Show all lines containing "serde" from the data below.

▶ _Stored data_:
>>>

//! Release pipeline
//!
//! [`ReleasePlan::resolve`] validates every input up front and produces the
//! complete, immutable description of what will run. [`run_action`] executes
//! it: dependency install first, then build and publish. The first failure
//! stops the pipeline.

use crate::error::{ActionError, ValidationError};
use crate::fs::FileSystem;
use crate::inputs::{InputName, Inputs};
use crate::package_manager::PackageManager;
use crate::platform::Platform;
use crate::project::ProjectDescriptor;
use crate::projection::{self, EnvProjection};
use crate::runner::{CommandRunner, ShellCommand};
use serde::{Serialize, Serializer};
use std::fmt;
use std::path::PathBuf;
use tracing::{debug, info};

/// Where electron-builder publishes the artifacts.
#[derive(Debug, Clone, Copy, PartialEq, Eq, Serialize)]
#[serde(rename_all = "lowercase")]
pub enum PublishProvider {
    /// GitHub releases
    Github,
    /// DigitalOcean Spaces
    Spaces,
}

impl PublishProvider {
    pub fn parse(value: &str) -> Result<Self, ValidationError> {
        match value {
            "github" => Ok(PublishProvider::Github),
            "spaces" => Ok(PublishProvider::Spaces),
            other => Err(ValidationError::UnsupportedProvider {
                provider: other.to_string(),
            }),
        }
    }

    pub fn as_str(&self) -> &'static str {
        match self {
            PublishProvider::Github => "github",
            PublishProvider::Spaces => "spaces",
        }
    }
}

impl fmt::Display for PublishProvider {
    fn fmt(&self, f: &mut fmt::Formatter<'_>) -> fmt::Result {
        f.write_str(self.as_str())
    }
}

#[derive(Debug, Clone, Serialize)]
pub struct ReleasePlan {
    pub platform: Platform,
    pub provider: PublishProvider,
    pub project: ProjectDescriptor,
    pub package_manager: PackageManager,
    #[serde(serialize_with = "serialize_redacted")]
    pub env: EnvProjection,
    pub install: ShellCommand,
    pub build: ShellCommand,
}

fn serialize_redacted<S>(env: &EnvProjection, serializer: S) -> Result<S::Ok, S::Error>
where
    S: Serializer,
{
    env.redacted().serialize(serializer)
}

impl ReleasePlan {
    pub fn resolve(
        platform: Platform,
        inputs: &Inputs<'_>,
        fs: &dyn FileSystem,
    ) -> Result<Self, ValidationError> {
        let package_root = PathBuf::from(inputs.require(InputName::PackageRoot)?);
        let provider_value = inputs.require(InputName::Provider)?;

        let project = ProjectDescriptor::inspect(&package_root, fs);
        let package_manager = PackageManager::select(&project);
        info!(
            "Will run {} commands in directory \"{}\"",
            package_manager,
            package_root.display()
        );

        if !project.has_manifest {
            return Err(ValidationError::ManifestNotFound {
                path: project.manifest_path.clone(),
            });
        }

        let provider = PublishProvider::parse(&provider_value)?;
        let mut env = EnvProjection::new();

        match provider {
            PublishProvider::Github => {
                env.set(
                    projection::GH_TOKEN,
                    inputs.get(InputName::GithubToken, true)?.as_deref(),
                );
            }
            PublishProvider::Spaces => {
                env.set(
                    projection::DO_KEY_ID,
                    inputs.get(InputName::DoKeyId, true)?.as_deref(),
                );
                env.set(
                    projection::DO_SECRET_KEY,
                    inputs.get(InputName::DoSercetKey, true)?.as_deref(),
                );
            }
        }

        match platform {
            Platform::Mac => {
                env.set(
                    projection::CSC_LINK,
                    inputs.get(InputName::MacCerts, true)?.as_deref(),
                );
                env.set(
                    projection::CSC_KEY_PASSWORD,
                    inputs.get(InputName::MacCertsPassword, true)?.as_deref(),
                );
                env.set(
                    projection::APPLEID,
                    inputs.get(InputName::AppleId, true)?.as_deref(),
                );
                env.set(
                    projection::APPLEIDPASS,
                    inputs.get(InputName::AppleIdPass, true)?.as_deref(),
                );
            }
            Platform::Windows => {
                env.set(
                    projection::WIN_CSC_LINK,
                    inputs.get(InputName::WindowsCerts, true)?.as_deref(),
                );
                env.set(
                    projection::WIN_CSC_KEY_PASSWORD,
                    inputs.get(InputName::WindowsCertsPassword, true)?.as_deref(),
                );
            }
            Platform::Linux => {}
        }

        // keeps postinstall banners out of CI logs
        env.set(projection::ADBLOCK, Some("true"));

        debug!(
            platform = %platform,
            provider = %provider,
            env = ?env.names().collect::<Vec<_>>(),
            "Resolved release plan"
        );

        let install = ShellCommand::new(
            package_manager.install_command(),
            &package_root,
            env.clone(),
        );
        let build = ShellCommand::new(
            package_manager.build_command(platform),
            &package_root,
            env.clone(),
        );

        Ok(Self {
            platform,
            provider,
            project,
            package_manager,
            env,
            install,
            build,
        })
    }
}

pub fn run_action(plan: &ReleasePlan, runner: &dyn CommandRunner) -> Result<(), ActionError> {
    info!("Installing dependencies using {}…", plan.package_manager);
    runner.run(&plan.install)?;

    info!("Building and releasing the Electron app…");
    runner.run(&plan.build)?;

    Ok(())
}

/// Resolves and runs the release in one go.
pub fn execute(
    platform: Platform,
    inputs: &Inputs<'_>,
    fs: &dyn FileSystem,
    runner: &dyn CommandRunner,
) -> Result<ReleasePlan, ActionError> {
    let plan = ReleasePlan::resolve(platform, inputs, fs)?;
    run_action(&plan, runner)?;
    Ok(plan)
}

<<<

▶ _YOUR RESPONSE_:
use serde::{Serialize, Serializer};
#[serde(rename_all = "lowercase")]
    #[serde(serialize_with = "serialize_redacted")]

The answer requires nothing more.